EXERCISE INSTRUCTIONS> Lines with "round": copy each one from the listing below.

TASK MATERIAL>
impl CropState {
    /// Fit the bitmap into the viewport; the crop rect starts as the full
    /// fitted image.
    pub fn new(viewport: Size, bitmap_w: u32, bitmap_h: u32) -> Self {
        let image_rect = fit_display(viewport, bitmap_w, bitmap_h);
        Self {
            image_rect,
            crop_rect: image_rect,
            ratio: AspectRatio::Free,
            active_handle: CropHandle::None,
            bitmap_width: bitmap_w,
            bitmap_height: bitmap_h,
        }
    }

    pub fn image_rect(&self) -> Rect {
        self.image_rect
    }

    pub fn crop_rect(&self) -> Rect {
        self.crop_rect
    }

    pub fn ratio(&self) -> AspectRatio {
        self.ratio
    }

    pub fn active_handle(&self) -> CropHandle {
        self.active_handle
    }

    /// Reset on viewport or bitmap change: refit and restore the crop rect
    /// to the full image.
    pub fn reset(&mut self, viewport: Size, bitmap_w: u32, bitmap_h: u32) {
        *self = Self::new(viewport, bitmap_w, bitmap_h);
    }

    /// Resolve which handle the gesture start grabbed. The decision is
    /// held until [`end_drag`](Self::end_drag); re-evaluating per delta
    /// would flicker when the pointer drifts off the corner mid-drag.
    pub fn begin_drag(&mut self, start: Point) -> CropHandle {
        let corners = [
            (CropHandle::TopLeft, self.crop_rect.top_left()),
            (CropHandle::TopRight, self.crop_rect.top_right()),
            (CropHandle::BottomLeft, self.crop_rect.bottom_left()),
            (CropHandle::BottomRight, self.crop_rect.bottom_right()),
        ];
        let mut best = CropHandle::None;
        let mut best_dist = HANDLE_HIT_THRESHOLD;
        for (handle, corner) in corners {
            let d = start.distance_to(corner);
            if d < best_dist {
                best = handle;
                best_dist = d;
            }
        }
        if best == CropHandle::None && self.crop_rect.contains(start) {
            best = CropHandle::Move;
        }
        self.active_handle = best;
        best
    }

    /// Apply one drag delta to the handle resolved at gesture start.
    pub fn drag_by(&mut self, dx: f32, dy: f32) {
        let bounds = self.image_rect;
        let r = self.crop_rect;
        match self.active_handle {
            CropHandle::None => {}
            CropHandle::Move => {
                let moved = Rect::new(r.left + dx, r.top + dy, r.width, r.height);
                self.crop_rect = moved.clamped_inside(bounds);
            }
            CropHandle::TopLeft => {
                let left = (r.left + dx).clamp(bounds.left, r.right() - MIN_CROP_SIZE);
                let top = (r.top + dy).clamp(bounds.top, r.bottom() - MIN_CROP_SIZE);
                self.set_edges(left, top, r.right(), r.bottom());
            }
            CropHandle::TopRight => {
                let right = (r.right() + dx).clamp(r.left + MIN_CROP_SIZE, bounds.right());
                let top = (r.top + dy).clamp(bounds.top, r.bottom() - MIN_CROP_SIZE);
                self.set_edges(r.left, top, right, r.bottom());
            }
            CropHandle::BottomLeft => {
                let left = (r.left + dx).clamp(bounds.left, r.right() - MIN_CROP_SIZE);
                let bottom = (r.bottom() + dy).clamp(r.top + MIN_CROP_SIZE, bounds.bottom());
                self.set_edges(left, r.top, r.right(), bottom);
            }
            CropHandle::BottomRight => {
                let right = (r.right() + dx).clamp(r.left + MIN_CROP_SIZE, bounds.right());
                let bottom = (r.bottom() + dy).clamp(r.top + MIN_CROP_SIZE, bounds.bottom());
                self.set_edges(r.left, r.top, right, bottom);
            }
        }
    }

    pub fn end_drag(&mut self) {
        self.active_handle = CropHandle::None;
    }

    /// Switch the ratio lock, immediately refitting the crop rect when a
    /// fixed ratio is chosen.
    pub fn set_ratio(&mut self, ratio: AspectRatio) {
        self.ratio = ratio;
        if let Some(r) = ratio.ratio() {
            self.crop_rect = fit_aspect_ratio(self.crop_rect, self.image_rect, r);
        }
    }

    fn set_edges(&mut self, left: f32, top: f32, right: f32, bottom: f32) {
        let mut rect = Rect::new(left, top, right - left, bottom - top);
        if let Some(r) = self.ratio.ratio() {
            rect = fit_aspect_ratio(rect, self.image_rect, r);
        }
        self.crop_rect = rect;
    }

    /// Convert the display-space crop rect into source-pixel coordinates
    /// for the crop transform. Returns `(x, y, w, h)`.
    pub fn pixel_rect(&self) -> (i32, i32, i32, i32) {
        if self.image_rect.width <= 0.0 {
            return (0, 0, 0, 0);
        }
        let pixel_scale = self.bitmap_width as f32 / self.image_rect.width;
        let x = ((self.crop_rect.left - self.image_rect.left) * pixel_scale).round() as i32;
        let y = ((self.crop_rect.top - self.image_rect.top) * pixel_scale).round() as i32;
        let w = (self.crop_rect.width * pixel_scale).round() as i32;
        let h = (self.crop_rect.height * pixel_scale).round() as i32;
        (x, y, w, h)
    }
}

ANSWER>
        let x = ((self.crop_rect.left - self.image_rect.left) * pixel_scale).round() as i32;
        let y = ((self.crop_rect.top - self.image_rect.top) * pixel_scale).round() as i32;
        let w = (self.crop_rect.width * pixel_scale).round() as i32;
        let h = (self.crop_rect.height * pixel_scale).round() as i32;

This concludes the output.